Miles Lord, Attorney General, and Richard W. Johnson and Philip Neville, Special Assistant Attorneys General, for respondent.

MAGNEY, COMMISSIONER.

Defendants are a partnership with its principal place of business in Chicago, Illinois. It is engaged in the business of grinding eye glasses in accordance with the customer's prescription and fitting them into frames. The partnership maintains offices in several states, two in Minnesota. At the instance of the State Board of Optometry, the state brought action to restrain and enjoin defendant partnership from soliciting business by advertisements containing "price advertising," contrary to the laws of the State of Minnesota. Upon motion, the service of the summons and complaint upon an employee of defendant's Winona office was set aside. Thereupon, the summons and complaint *202 were filed in the office of the secretary of state of the State of Minnesota as service on defendant partnership under the claimed authority of M.S.A. 540.152 (L. 1947, c. 527, § 2, as amended by L. 1955, c. 597, § 2, and L. 1955, c. 820, § 47). Defendant partnership moved the court for an order quashing and setting aside this service on the ground that such service under § 540.152 was void and of no effect since § 540.152 was not a statute designating a method of service on a partnership. The court denied the motion, and this appeal is from such order.

Section 540.152 provides in part:

"The transaction of any acts, business or activities within the State of Minnesota by any officer, agent, representative, employee or member of any union or other groups or associations having officers, agents, members or property without the state on behalf of such union or other groups or associations or any of its members or affiliated local unions shall be deemed an appointment by such union or other groups or associations of the secretary of state of the State of Minnesota to be the true and lawful attorney of such union or other groups or associations, upon whom may be served all legal processes or notices in any action or proceeding against or involving said union or other groups or associations growing out of such acts, business or activities within the State of Minnesota * * *." (Italics supplied.)

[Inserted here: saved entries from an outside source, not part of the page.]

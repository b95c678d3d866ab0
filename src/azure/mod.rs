//! Azure backend traits and their `reqwest`-based implementation.
//!
//! C5/C6 depend only on the traits in this module, never on `client`
//! directly, so tests can substitute in-memory fakes.

pub mod auth;
pub mod client;
pub mod ratelimit;
pub mod types;

use async_trait::async_trait;
use std::collections::HashMap;
use std::fmt;

pub use types::{MetricsQuery, MetricsResponse, ResourceGraphPage};

/// A resource discovered via the Resources API or Resource Graph.
#[derive(Debug, Clone, PartialEq)]
pub struct AzureResource {
    pub id: String,
    pub location: String,
    pub tags: HashMap<String, String>,
}

#[derive(Debug)]
pub enum ApiError {
    Transport(String),
    Status { code: u16, body: String },
    Decode(String),
}

impl fmt::Display for ApiError {
    fn fmt(&self, f: &mut fmt::Formatter<'_>) -> fmt::Result {
        match self {
            ApiError::Transport(e) => write!(f, "transport error: {e}"),
            ApiError::Status { code, body } => write!(f, "http {code}: {body}"),
            ApiError::Decode(e) => write!(f, "decode error: {e}"),
        }
    }
}

impl std::error::Error for ApiError {}

#[async_trait]
pub trait MetricsApi: Send + Sync {
    /// `GET {base}/{resourceId}/providers/Microsoft.Insights/metrics?...`
    async fn list_metrics(
        &self,
        resource_id: &str,
        query: &MetricsQuery,
    ) -> Result<MetricsResponse, ApiError>;

    /// `GET {base}/subscriptions/{sub}/providers/microsoft.insights/metrics?region=...`
    async fn list_metrics_at_subscription_scope(
        &self,
        subscription: &str,
        region: &str,
        query: &MetricsQuery,
    ) -> Result<MetricsResponse, ApiError>;
}

#[async_trait]
pub trait ResourcesApi: Send + Sync {
    /// Paginates through `GET {base}/subscriptions/{sub}/resources?$filter=...`
    /// following `nextLink` until exhaustion.
    async fn list_resources(
        &self,
        subscription: &str,
        filter: &str,
    ) -> Result<Vec<AzureResource>, ApiError>;
}

#[async_trait]
pub trait ResourceGraphApi: Send + Sync {
    /// `POST {base}/providers/Microsoft.ResourceGraph/resources?api-version=...`
    async fn query(
        &self,
        subscriptions: &[String],
        kusto: &str,
        skip: u32,
        top: u32,
    ) -> Result<ResourceGraphPage, ApiError>;
}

Defendant partnership contends that § 540.152 has no application to a partnership but is limited to labor unions or other labor or employer groups or associations. Where the statute reads "or other groups or associations," defendant would have it read in effect "or other labor or employer groups or labor or employer associations." We think that the contention is untenable.

Section 323.02, subd. 8, of the Uniform Partnership Act, defines a partnership as "an association of two or more persons to carry on as coowners a business for profit," so that, as far as the use of the word "association" goes, a partnership qualifies in the applicability of § 540.152.

Defendant argues that L. 1947, c. 527 (M.S.A. 540.151 to 540.154), as amended by L. 1955, c. 597, was enacted as a part of *203 and in implementation of the Minnesota Labor Relations Act. L. 1947, c. 527, is entitled "An act relating to judicial procedure, parties to actions, and service of judicial process and certain other notices," and the amendment (L. 1955, c. 597) is entitled "An act relating to the suability of certain persons and associations; * * *."

Neither the original act nor its amendment is a part of the Minnesota Labor Relations Act (M.S.A. c. 179), nor is there any reference in the enactments to the provisions of such act. We cannot see how it can be claimed that they are a part of that act. It covers a much broader field.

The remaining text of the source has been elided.